The Coalition government is attempting to squeeze maximum political mileage from the adoption of a resolution it submitted to the UN General Assembly on September 11.

The resolution called for the signing of the Comprehensive Test Ban Treaty, but the CTBT in its current form will not outlaw nuclear weapons or proliferation. Furthermore, the treaty is unlikely to become international law.

While the resolution — supported by 158 countries including the five nuclear powers (US, Russia, China, France and Britain) — makes it more likely that the CTBT will be signed later this month, India has said that it will not sign.

This means that the treaty will not be legally binding. The 44 states (including India) considered to have nuclear reactors must sign before the treaty can come into force.

Deliberations at last month's conference in Geneva broke down when the five nuclear powers refused to agree to a timetable to dismantle their nuclear weapons stockpiles. (The US has more than 6500 nuclear warheads and leads the other nuclear powers in advanced computer-simulated testing.) India said it would not sign the CTBT until the five nuclear powers agreed to a timetable and a ban on all nuclear testing, including "subcritical" tests used by the more advanced states to gather data for computer-simulated tests.

By pushing the resolution through now, the Australian government has ensured that the same CTBT text (which contains other glaring anomalies such as the right of nuclear powers to use nuclear weapons when they perceive a threat to their "supreme national interest") will be presented for signing and that the concerns India and other Third World countries such as Zimbabwe will not be addressed.

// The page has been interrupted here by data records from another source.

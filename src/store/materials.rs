use std::collections::HashMap;
use std::sync::LazyLock;

/// Alias → canonical material name. Data, not code, per the "alias tables
/// should be data" design note: kept as a static table here rather than
/// scattered string comparisons, but intentionally simple enough to later
/// move into a bundled resource file without changing the lookup API.
///
/// Unknown spellings outside this table are *not* fuzzy-matched; they pass
/// through title-cased but otherwise untouched (see SPEC_FULL.md §9).
static MATERIAL_ALIASES: LazyLock<HashMap<&'static str, &'static str>> = LazyLock::new(|| {
    let mut m = HashMap::new();
    // German localizations seen in journal Name_Localised fields / community CSVs.
    m.insert("tieftemperaturdiamanten", "Low Temperature Diamonds");
    m.insert("alexandrit", "Alexandrite");
    m.insert("bromellit", "Bromellite");
    m.insert("grandidierit", "Grandidierite");
    m.insert("monazit", "Monazite");
    m.insert("painit", "Painite");
    m.insert("musgravit", "Musgravite");
    m.insert("rhodplumsit", "Rhodplumsite");
    m.insert("serendibit", "Serendibite");
    m.insert("platin", "Platinum");
    m.insert("leereopale", "Void Opals");
    m.insert("leerenopal", "Void Opals");

    // Compact / abbreviated spellings.
    m.insert("lowtemperaturediamond", "Low Temperature Diamonds");
    m.insert("lowtemperaturediamonds", "Low Temperature Diamonds");
    m.insert("low temp diamonds", "Low Temperature Diamonds");
    m.insert("ltd", "Low Temperature Diamonds");
    m.insert("ltds", "Low Temperature Diamonds");
    m.insert("diamonds", "Low Temperature Diamonds");
    m.insert("opal", "Void Opals");
    m.insert("opals", "Void Opals");
    m.insert("voidopal", "Void Opals");
    m.insert("voidopals", "Void Opals");
    m.insert("vo", "Void Opals");
    m.insert("alex", "Alexandrite");
    m.insert("beni", "Benitoite");
    m.insert("benitoit", "Benitoite");
    m.insert("brom", "Bromellite");
    m.insert("bromel", "Bromellite");
    m.insert("grand", "Grandidierite");
    m.insert("grandi", "Grandidierite");
    m.insert("mona", "Monazite");
    m.insert("musg", "Musgravite");
    m.insert("musgravi", "Musgravite");
    m.insert("pain", "Painite");
    m.insert("rhod", "Rhodplumsite");
    m.insert("rhodplum", "Rhodplumsite");
    m.insert("seren", "Serendibite");
    m.insert("serendi", "Serendibite");
    m.insert("plat", "Platinum");
    m.insert("pt", "Platinum");
    m.insert("pd", "Palladium");
    m.insert("pall", "Palladium");
    m.insert("os", "Osmium");
    m.insert("au", "Gold");
    m
});

/// Canonical, title-cased equivalent of `name`: an alias-table hit if one
/// exists, otherwise `name` itself title-cased word by word.
pub fn normalize_material_name(name: &str) -> String {
    let trimmed = name.trim();
    let key = trimmed.to_lowercase();
    if let Some(canonical) = MATERIAL_ALIASES.get(key.as_str()) {
        return (*canonical).to_string();
    }
    title_case(trimmed)
}

fn title_case(s: &str) -> String {
    s.split_whitespace()
        .map(|word| {
            let mut chars = word.chars();
            match chars.next() {
                Some(first) => {
                    first.to_uppercase().collect::<String>() + &chars.as_str().to_lowercase()
                }
                None => String::new(),
            }
        })
        .collect::<Vec<_>>()
        .join(" ")
}

/// Strips a leading `system` prefix (case-insensitive) from `body` and
/// collapses internal whitespace. Never changes letter casing elsewhere in
/// the string: ring-letter case (`2 a A Ring` vs `2 A Ring`) distinguishes
/// physically different rings and must survive normalization untouched.
pub fn normalize_body_name(body: &str, system: &str) -> String {
    let stripped = if !system.is_empty() {
        let body_lower = body.to_lowercase();
        let system_lower = system.to_lowercase();
        if body_lower.starts_with(&system_lower) {
            &body[system.len()..]
        } else {
            body
        }
    } else {
        body
    };
    stripped.split_whitespace().collect::<Vec<_>>().join(" ")
}

#[cfg(test)]
mod tests {
    use super::*;

    #[test]
    fn strips_matching_system_prefix() {
        assert_eq!(normalize_body_name("Paesia 2 A Ring", "Paesia"), "2 A Ring");
    }

    #[test]
    fn preserves_lowercase_ring_letter() {
        assert_eq!(normalize_body_name("Paesia 2 a A Ring", "Paesia"), "2 a A Ring");
    }

    #[test]
    fn prefix_match_is_case_insensitive() {
        assert_eq!(normalize_body_name("PAESIA 2 A Ring", "paesia"), "2 A Ring");
    }

    #[test]
    fn leaves_non_matching_prefix_alone() {
        assert_eq!(
            normalize_body_name("Other System 2 A Ring", "Paesia"),
            "Other System 2 A Ring"
        );
    }

    #[test]
    fn collapses_internal_whitespace() {
        assert_eq!(normalize_body_name("Paesia   2  A Ring", "Paesia"), "2 A Ring");
    }

    #[test]
    fn alias_lookup_is_case_insensitive() {
        assert_eq!(normalize_material_name("LTD"), "Low Temperature Diamonds");
        assert_eq!(normalize_material_name("ltd"), "Low Temperature Diamonds");
        assert_eq!(
            normalize_material_name("Tieftemperaturdiamanten"),
            "Low Temperature Diamonds"
        );
    }

    #[test]
    fn unknown_material_falls_back_to_title_case() {
        assert_eq!(normalize_material_name("some weird mineral"), "Some Weird Mineral");
    }

    #[test]
    fn canonical_name_is_idempotent() {
        let once = normalize_material_name("Platinum");
        assert_eq!(normalize_material_name(&once), once);
    }
}
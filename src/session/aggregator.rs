//! Live mining session state machine (C8), per SPEC_FULL.md §4.8.
//!
//! State lives behind one owner, `SessionAggregator`, touched only by the
//! dispatcher task — mirroring the "no ambient singletons" rule that already
//! governs `CurrentSystem` and the journal cursor.

use std::collections::{BTreeMap, HashMap};
use std::time::{Duration, Instant};

use chrono::{DateTime, Utc};
use uuid::Uuid;

use crate::events::MaterialEntry;
use crate::journal::CargoInventoryItem;

const CARGO_FULL_IDLE_TIMEOUT: Duration = Duration::from_secs(60);

/// Items that don't count as mined cargo for session purposes: collector
/// limpets, black-box/escape-pod "data" items, and salvage scrap.
fn is_trackable_cargo_item(name: &str) -> bool {
    let lower = name.to_ascii_lowercase();
    !(lower.contains("limpet") || lower.contains("data") || lower.contains("scrap"))
}

#[derive(Debug, Clone)]
struct ProspectorRecord {
    has_material: bool,
    best_quality: f64,
    top_material: Option<String>,
}

#[derive(Debug, Clone, Default)]
struct ActiveData {
    started_at: Option<DateTime<Utc>>,
    start_instant: Option<Instant>,
    cargo_start: HashMap<String, i64>,
    refinery_in_progress: BTreeMap<String, i64>,
    prospector_records: Vec<ProspectorRecord>,
    engineering_materials: BTreeMap<String, i64>,
    cargo_full_since: Option<Instant>,
    last_cargo_change_at: Option<Instant>,
}

#[derive(Debug, Clone, PartialEq)]
enum LifecycleState {
    Idle,
    Active,
}

/// Immutable snapshot handed to C9 on session end. Owned, `Clone`-free move
/// out of the aggregator.
#[derive(Debug, Clone)]
pub struct SessionResult {
    pub session_id: String,
    pub system: Option<String>,
    pub body: String,
    pub started_at: DateTime<Utc>,
    pub ended_at: DateTime<Utc>,
    pub duration_secs: f64,
    pub materials_mined: BTreeMap<String, i64>,
    pub refined_materials: BTreeMap<String, i64>,
    pub total_tons: i64,
    pub tons_per_hour: Option<f64>,
    pub prospectors_used: u32,
    pub engineering_materials: BTreeMap<String, i64>,
    pub hit_rate: Option<f64>,
    pub average_quality: Option<f64>,
    pub best_material: Option<String>,
}

pub struct SessionAggregator {
    state: LifecycleState,
    active: ActiveData,
    current_system: Option<String>,
    current_cargo: HashMap<String, i64>,
    current_cargo_total_raw: Option<i64>,
}

impl SessionAggregator {
    pub fn new() -> Self {
        Self {
            state: LifecycleState::Idle,
            active: ActiveData::default(),
            current_system: None,
            current_cargo: HashMap::new(),
            current_cargo_total_raw: None,
        }
    }

    pub fn is_idle(&self) -> bool {
        self.state == LifecycleState::Idle
    }

    pub fn is_active(&self) -> bool {
        self.state == LifecycleState::Active
    }

    pub fn set_current_system(&mut self, system: Option<String>) {
        self.current_system = system;
    }

    fn begin(&mut self) {
        self.active = ActiveData {
            started_at: Some(Utc::now()),
            start_instant: Some(Instant::now()),
            cargo_start: self.current_cargo.clone(),
            ..Default::default()
        };
        self.state = LifecycleState::Active;
        tracing::info!("session: started");
    }

    /// Manual start, e.g. triggered by a UI collaborator.
    pub fn start(&mut self) {
        if self.is_idle() {
            self.begin();
        }
    }

    /// Auto-start on the first prospector-limpet fire while idle, per §4.8.
    pub fn auto_start(&mut self) {
        if self.is_idle() {
            self.begin();
        }
    }

    pub fn current_cargo_total(&self) -> i64 {
        if self.current_cargo.is_empty() {
            self.current_cargo_total_raw.unwrap_or(0)
        } else {
            self.current_cargo.values().sum()
        }
    }

    fn note_cargo_changed(&mut self) {
        if self.is_active() {
            self.active.last_cargo_change_at = Some(Instant::now());
        }
    }

    pub fn update_cargo_from_inventory(&mut self, inventory: &[CargoInventoryItem]) {
        self.current_cargo = inventory
            .iter()
            .filter(|item| is_trackable_cargo_item(&item.name))
            .map(|item| {
                let name = item.name_localised.clone().unwrap_or_else(|| item.name.clone());
                (name, item.count)
            })
            .collect();
        self.current_cargo_total_raw = None;
        self.note_cargo_changed();
    }

    pub fn update_cargo_total_only(&mut self, count: i64) {
        self.current_cargo_total_raw = Some(count);
        self.note_cargo_changed();
    }

    pub fn decrement_cargo(&mut self, item_type: &str, count: i64) {
        if !is_trackable_cargo_item(item_type) {
            return;
        }
        if let Some(entry) = self.current_cargo.get_mut(item_type) {
            *entry = (*entry - count).max(0);
        }
        if let Some(total) = self.current_cargo_total_raw.as_mut() {
            *total = (*total - count).max(0);
        }
        self.note_cargo_changed();
    }

    pub fn note_cargo_full(&mut self) {
        if self.is_active() && self.active.cargo_full_since.is_none() {
            self.active.cargo_full_since = Some(Instant::now());
        }
    }

    pub fn note_cargo_not_full(&mut self) {
        self.active.cargo_full_since = None;
    }

    /// Whether a cargo-full confirmation prompt should fire: cargo has been
    /// full for at least 60 seconds with no further cargo change. The
    /// aggregator only exposes this state; showing a modal is a UI concern.
    pub fn should_prompt_cargo_full(&self) -> bool {
        let Some(full_since) = self.active.cargo_full_since else { return false };
        let quiet_since = self.active.last_cargo_change_at.unwrap_or(full_since);
        quiet_since.elapsed() >= CARGO_FULL_IDLE_TIMEOUT && full_since.elapsed() >= CARGO_FULL_IDLE_TIMEOUT
    }

    pub fn record_engineering_material(&mut self, name: &str, count: i64) {
        if !self.is_active() {
            return;
        }
        *self.active.engineering_materials.entry(name.to_string()).or_insert(0) += count;
    }

    /// One ton-equivalent unit per `RefinementProcessed` event: the journal
    /// reports the event, not a quantity, so each event is counted as one
    /// unit of material still sitting in the refinery, overlaid on top of
    /// cargo-derived tons until it shows up in the next `Cargo` snapshot.
    pub fn record_refinement(&mut self, material: &str) {
        if !self.is_active() {
            return;
        }
        *self.active.refinery_in_progress.entry(material.to_string()).or_insert(0) += 1;
    }

    pub fn record_prospector_scan(&mut self, materials: &[MaterialEntry]) {
        if !self.is_active() {
            return;
        }
        let has_material = !materials.is_empty();
        let top = materials.iter().max_by(|a, b| {
            a.proportion.partial_cmp(&b.proportion).unwrap_or(std::cmp::Ordering::Equal)
        });
        self.active.prospector_records.push(ProspectorRecord {
            has_material,
            best_quality: top.map(|m| m.proportion).unwrap_or(0.0),
            top_material: top.map(|m| m.name.clone()),
        });
    }

    /// Discards the active session without persisting anything.
    pub fn cancel(&mut self) {
        self.active = ActiveData::default();
        self.state = LifecycleState::Idle;
        tracing::info!("session: cancelled");
    }

    /// Ends the active session and computes its final result. There is no
    /// externally observable gap between "Ending" and "persisted" in this
    /// implementation — the caller is expected to hand the result straight
    /// to C9 — so the two spec states collapse into this one call.
    pub fn stop(&mut self) -> Option<SessionResult> {
        if !self.is_active() {
            return None;
        }
        let started_at = self.active.started_at.unwrap_or_else(Utc::now);
        let start_instant = self.active.start_instant.unwrap_or_else(Instant::now);
        let ended_at = Utc::now();
        let duration_secs = start_instant.elapsed().as_secs_f64();

        let mut materials_mined = BTreeMap::new();
        let mut keys: std::collections::HashSet<&String> = self.active.cargo_start.keys().collect();
        keys.extend(self.current_cargo.keys());
        for material in keys {
            let start = self.active.cargo_start.get(material).copied().unwrap_or(0);
            let current = self.current_cargo.get(material).copied().unwrap_or(0);
            let delta = (current - start).max(0);
            if delta > 0 {
                materials_mined.insert(material.clone(), delta);
            }
        }
        for (material, qty) in &self.active.refinery_in_progress {
            *materials_mined.entry(material.clone()).or_insert(0) += qty;
        }

        let total_tons: i64 = materials_mined.values().sum();
        let tons_per_hour =
            if duration_secs < 1.0 { None } else { Some(total_tons as f64 / (duration_secs / 3600.0)) };

        let prospectors_used = self.active.prospector_records.len() as u32;
        let hit_rate = if self.active.prospector_records.is_empty() {
            None
        } else {
            let hits = self.active.prospector_records.iter().filter(|r| r.has_material).count();
            Some(hits as f64 / self.active.prospector_records.len() as f64)
        };
        let average_quality = if self.active.prospector_records.is_empty() {
            None
        } else {
            let sum: f64 = self.active.prospector_records.iter().map(|r| r.best_quality).sum();
            Some(sum / self.active.prospector_records.len() as f64)
        };
        let best_material = {
            let mut counts: HashMap<&str, u32> = HashMap::new();
            for record in &self.active.prospector_records {
                if let Some(name) = &record.top_material {
                    *counts.entry(name.as_str()).or_insert(0) += 1;
                }
            }
            counts
                .into_iter()
                .max_by(|a, b| a.1.cmp(&b.1).then_with(|| b.0.cmp(a.0)))
                .map(|(name, _)| name.to_string())
        };

        let result = SessionResult {
            session_id: Uuid::new_v4().to_string(),
            system: self.current_system.clone(),
            body: "Unknown".to_string(),
            started_at,
            ended_at,
            duration_secs,
            materials_mined: materials_mined
                .iter()
                .map(|(k, v)| (k.clone(), *v - self.active.refinery_in_progress.get(k).copied().unwrap_or(0)))
                .collect(),
            refined_materials: self.active.refinery_in_progress.clone(),
            total_tons,
            tons_per_hour,
            prospectors_used,
            engineering_materials: self.active.engineering_materials.clone(),
            hit_rate,
            average_quality,
            best_material,
        };

        self.active = ActiveData::default();
        self.state = LifecycleState::Idle;
        tracing::info!("session: stopped, {} tons over {:.1}s", result.total_tons, result.duration_secs);
        Some(result)
    }
}

impl Default for SessionAggregator {
    fn default() -> Self {
        Self::new()
    }
}

#[cfg(test)]
mod tests {
    use super::*;

    fn item(name: &str, count: i64) -> CargoInventoryItem {
        CargoInventoryItem { name: name.to_string(), name_localised: None, count, stolen: 0 }
    }

    #[test]
    fn auto_start_snapshots_cargo_and_stop_computes_delta() {
        let mut agg = SessionAggregator::new();
        agg.update_cargo_from_inventory(&[item("Platinum", 0)]);
        agg.auto_start();
        assert!(agg.is_active());
        agg.update_cargo_from_inventory(&[item("Platinum", 12)]);
        let result = agg.stop().unwrap();
        assert_eq!(result.materials_mined.get("Platinum"), Some(&12));
        assert_eq!(result.total_tons, 12);
        assert!(agg.is_idle());
    }

    #[test]
    fn limpet_and_data_items_are_excluded_from_cargo_delta() {
        let mut agg = SessionAggregator::new();
        agg.auto_start();
        agg.update_cargo_from_inventory(&[
            item("Platinum", 5),
            item("Drones", 3),
            item("Encrypted Data", 2),
            item("Salvageable Scrap", 1),
        ]);
        let result = agg.stop().unwrap();
        assert_eq!(result.materials_mined.len(), 1);
        assert_eq!(result.materials_mined.get("Platinum"), Some(&5));
    }

    #[test]
    fn negative_deltas_are_ignored() {
        let mut agg = SessionAggregator::new();
        agg.update_cargo_from_inventory(&[item("Platinum", 10)]);
        agg.auto_start();
        agg.update_cargo_from_inventory(&[item("Platinum", 4)]);
        let result = agg.stop().unwrap();
        assert!(!result.materials_mined.contains_key("Platinum"));
        assert_eq!(result.total_tons, 0);
    }

    #[test]
    fn hit_rate_and_best_material_are_computed_from_prospector_scans() {
        let mut agg = SessionAggregator::new();
        agg.auto_start();
        agg.record_prospector_scan(&[MaterialEntry { name: "Platinum".to_string(), proportion: 25.0 }]);
        agg.record_prospector_scan(&[MaterialEntry { name: "Painite".to_string(), proportion: 10.0 }]);
        agg.record_prospector_scan(&[]);
        let result = agg.stop().unwrap();
        assert_eq!(result.prospectors_used, 3);
        assert!((result.hit_rate.unwrap() - (2.0 / 3.0)).abs() < 1e-9);
        assert!((result.average_quality.unwrap() - (35.0 / 3.0)).abs() < 1e-9);
    }

    #[test]
    fn tph_is_null_under_one_second() {
        let mut agg = SessionAggregator::new();
        agg.auto_start();
        agg.update_cargo_from_inventory(&[item("Platinum", 3)]);
        let result = agg.stop().unwrap();
        assert_eq!(result.tons_per_hour, None);
    }

    #[test]
    fn cancel_discards_without_producing_a_result() {
        let mut agg = SessionAggregator::new();
        agg.auto_start();
        agg.update_cargo_from_inventory(&[item("Platinum", 50)]);
        agg.cancel();
        assert!(agg.is_idle());
        assert_eq!(agg.stop(), None);
    }

    #[test]
    fn stop_while_idle_returns_none() {
        let mut agg = SessionAggregator::new();
        assert_eq!(agg.stop(), None);
    }

    #[test]
    fn refinery_overlay_adds_to_total_without_double_counting_materials_mined() {
        let mut agg = SessionAggregator::new();
        agg.auto_start();
        agg.update_cargo_from_inventory(&[item("Platinum", 12)]);
        agg.record_refinement("Platinum");
        agg.record_refinement("Platinum");
        let result = agg.stop().unwrap();
        assert_eq!(result.total_tons, 14);
        assert_eq!(result.refined_materials.get("Platinum"), Some(&2));
        assert_eq!(result.materials_mined.get("Platinum"), Some(&12));
    }
}
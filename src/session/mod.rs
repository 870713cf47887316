//! Live mining session aggregation (C8) and report persistence (C9),
//! per SPEC_FULL.md §4.8-§4.9.

pub mod aggregator;
pub mod persistence;
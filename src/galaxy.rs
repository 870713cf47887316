use rusqlite::Connection;

use crate::error::StoreError;

/// Read-only index over the bundled galaxy coordinate database. Never mutated at
/// runtime; opened with the SQLite read-only URI so a stray write attempt is a hard
/// error rather than a silent corruption of a file we ship.
pub struct GalaxyIndex {
    conn: Connection,
}

#[derive(Debug, Clone, Copy, PartialEq)]
pub struct Coords {
    pub x: f64,
    pub y: f64,
    pub z: f64,
}

impl Coords {
    pub fn distance(&self, other: &Coords) -> f64 {
        ((self.x - other.x).powi(2) + (self.y - other.y).powi(2) + (self.z - other.z).powi(2))
            .sqrt()
    }
}

#[derive(Debug, Clone)]
pub struct GalaxySystem {
    pub name: String,
    pub coords: Coords,
}

impl GalaxyIndex {
    pub fn open_readonly(path: impl AsRef<std::path::Path>) -> Result<Self, StoreError> {
        let uri = format!("file:{}?mode=ro", path.as_ref().display());
        let conn = Connection::open_with_flags(
            uri,
            rusqlite::OpenFlags::SQLITE_OPEN_READ_ONLY | rusqlite::OpenFlags::SQLITE_OPEN_URI,
        )?;
        Ok(Self { conn })
    }

    /// Creates an empty, writable index backing a fresh bundled snapshot. Used to build
    /// the bundled galaxy database and in tests; the live daemon always opens read-only.
    pub fn create(path: impl AsRef<std::path::Path>) -> Result<Self, StoreError> {
        let conn = Connection::open(path)?;
        conn.execute_batch(
            "CREATE TABLE IF NOT EXISTS systems (
                name TEXT PRIMARY KEY,
                x REAL NOT NULL,
                y REAL NOT NULL,
                z REAL NOT NULL
            );
            CREATE INDEX IF NOT EXISTS idx_systems_xyz ON systems(x, y, z);",
        )?;
        Ok(Self { conn })
    }

    pub fn insert(&self, name: &str, coords: Coords) -> Result<(), StoreError> {
        self.conn.execute(
            "INSERT OR REPLACE INTO systems (name, x, y, z) VALUES (?1, ?2, ?3, ?4)",
            rusqlite::params![name, coords.x, coords.y, coords.z],
        )?;
        Ok(())
    }

    pub fn coords(&self, name: &str) -> Result<Option<Coords>, StoreError> {
        let mut stmt = self
            .conn
            .prepare("SELECT x, y, z FROM systems WHERE name = ?1 COLLATE NOCASE")?;
        let mut rows = stmt.query(rusqlite::params![name])?;
        if let Some(row) = rows.next()? {
            Ok(Some(Coords {
                x: row.get(0)?,
                y: row.get(1)?,
                z: row.get(2)?,
            }))
        } else {
            Ok(None)
        }
    }

    /// Returns every system within the axis-aligned cube of half-side `radius_ly`
    /// centered on `center`. Callers apply precise Euclidean filtering on top.
    pub fn systems_in_bbox(
        &self,
        center: Coords,
        radius_ly: f64,
    ) -> Result<Vec<GalaxySystem>, StoreError> {
        let mut stmt = self.conn.prepare(
            "SELECT name, x, y, z FROM systems
             WHERE x BETWEEN ?1 AND ?2 AND y BETWEEN ?3 AND ?4 AND z BETWEEN ?5 AND ?6",
        )?;
        let rows = stmt.query_map(
            rusqlite::params![
                center.x - radius_ly,
                center.x + radius_ly,
                center.y - radius_ly,
                center.y + radius_ly,
                center.z - radius_ly,
                center.z + radius_ly,
            ],
            |row| {
                Ok(GalaxySystem {
                    name: row.get(0)?,
                    coords: Coords {
                        x: row.get(1)?,
                        y: row.get(2)?,
                        z: row.get(3)?,
                    },
                })
            },
        )?;
        rows.collect::<Result<Vec<_>, _>>().map_err(Into::into)
    }
}

#[cfg(test)]
mod tests {
    use super::*;

    fn seeded_index() -> (tempfile::TempDir, GalaxyIndex) {
        let dir = tempfile::tempdir().unwrap();
        let path = dir.path().join("galaxy.db");
        let idx = GalaxyIndex::create(&path).unwrap();
        idx.insert("Paesia", Coords { x: 0.0, y: 0.0, z: 0.0 }).unwrap();
        idx.insert("Deciat", Coords { x: 5.0, y: 0.0, z: 0.0 }).unwrap();
        idx.insert("Far Away", Coords { x: 500.0, y: 0.0, z: 0.0 }).unwrap();
        (dir, idx)
    }

    #[test]
    fn coords_lookup_is_case_insensitive() {
        let (_dir, idx) = seeded_index();
        let found = idx.coords("PAESIA").unwrap().unwrap();
        assert_eq!(found.x, 0.0);
    }

    #[test]
    fn bbox_excludes_far_systems() {
        let (_dir, idx) = seeded_index();
        let results = idx
            .systems_in_bbox(Coords { x: 0.0, y: 0.0, z: 0.0 }, 10.0)
            .unwrap();
        let names: Vec<_> = results.iter().map(|s| s.name.as_str()).collect();
        assert!(names.contains(&"Paesia"));
        assert!(names.contains(&"Deciat"));
        assert!(!names.contains(&"Far Away"));
    }
}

The Clinton administration, determined to push through the treaty before the elections in November, praised Downer for his "diplomatic coup". In fact, the Australian government stands exposed once again by its keenness to help the biggest nuclear power (and the biggest threat to world peace) to maintain its nuclear superiority.

Greenpeace and Friends of the Earth praised the Australian government's intervention and hailed the adoption of the resolution as a significant "first step" on the road to nuclear disarmament.

However the Democratic Socialists' foreign affairs spokesperson, Max Lane, described the CTBT as a "con job". "The treaty entrenches the monopoly of the five nuclear states. It does not force them to disarm, and it certainly does not ban nuclear weapons development. France and the United States are able to continue developing their nuclear arsenals because they have the sophisticated technology to do so.

"The only way to achieve a nuclear-free world is for the nuclear five to dismantle their nuclear stockpiles and stop all nuclear weapons testing", Lane told Green Left Weekly. He condemned the Australian government for its "deceitful role".

"It's not good enough to argue, as some anti-nuclear campaigners are, that something signed is better than nothing", Lane continued. "We've already got a lot of signed nuclear disarmament treaties, and yet the world is still held hostage by the nuclear powers, in particular the US, which has the capability to blow the world up many times over. The CTBT must include a timetable for total nuclear disarmament, and governments must also agree to stop the mining and export of uranium."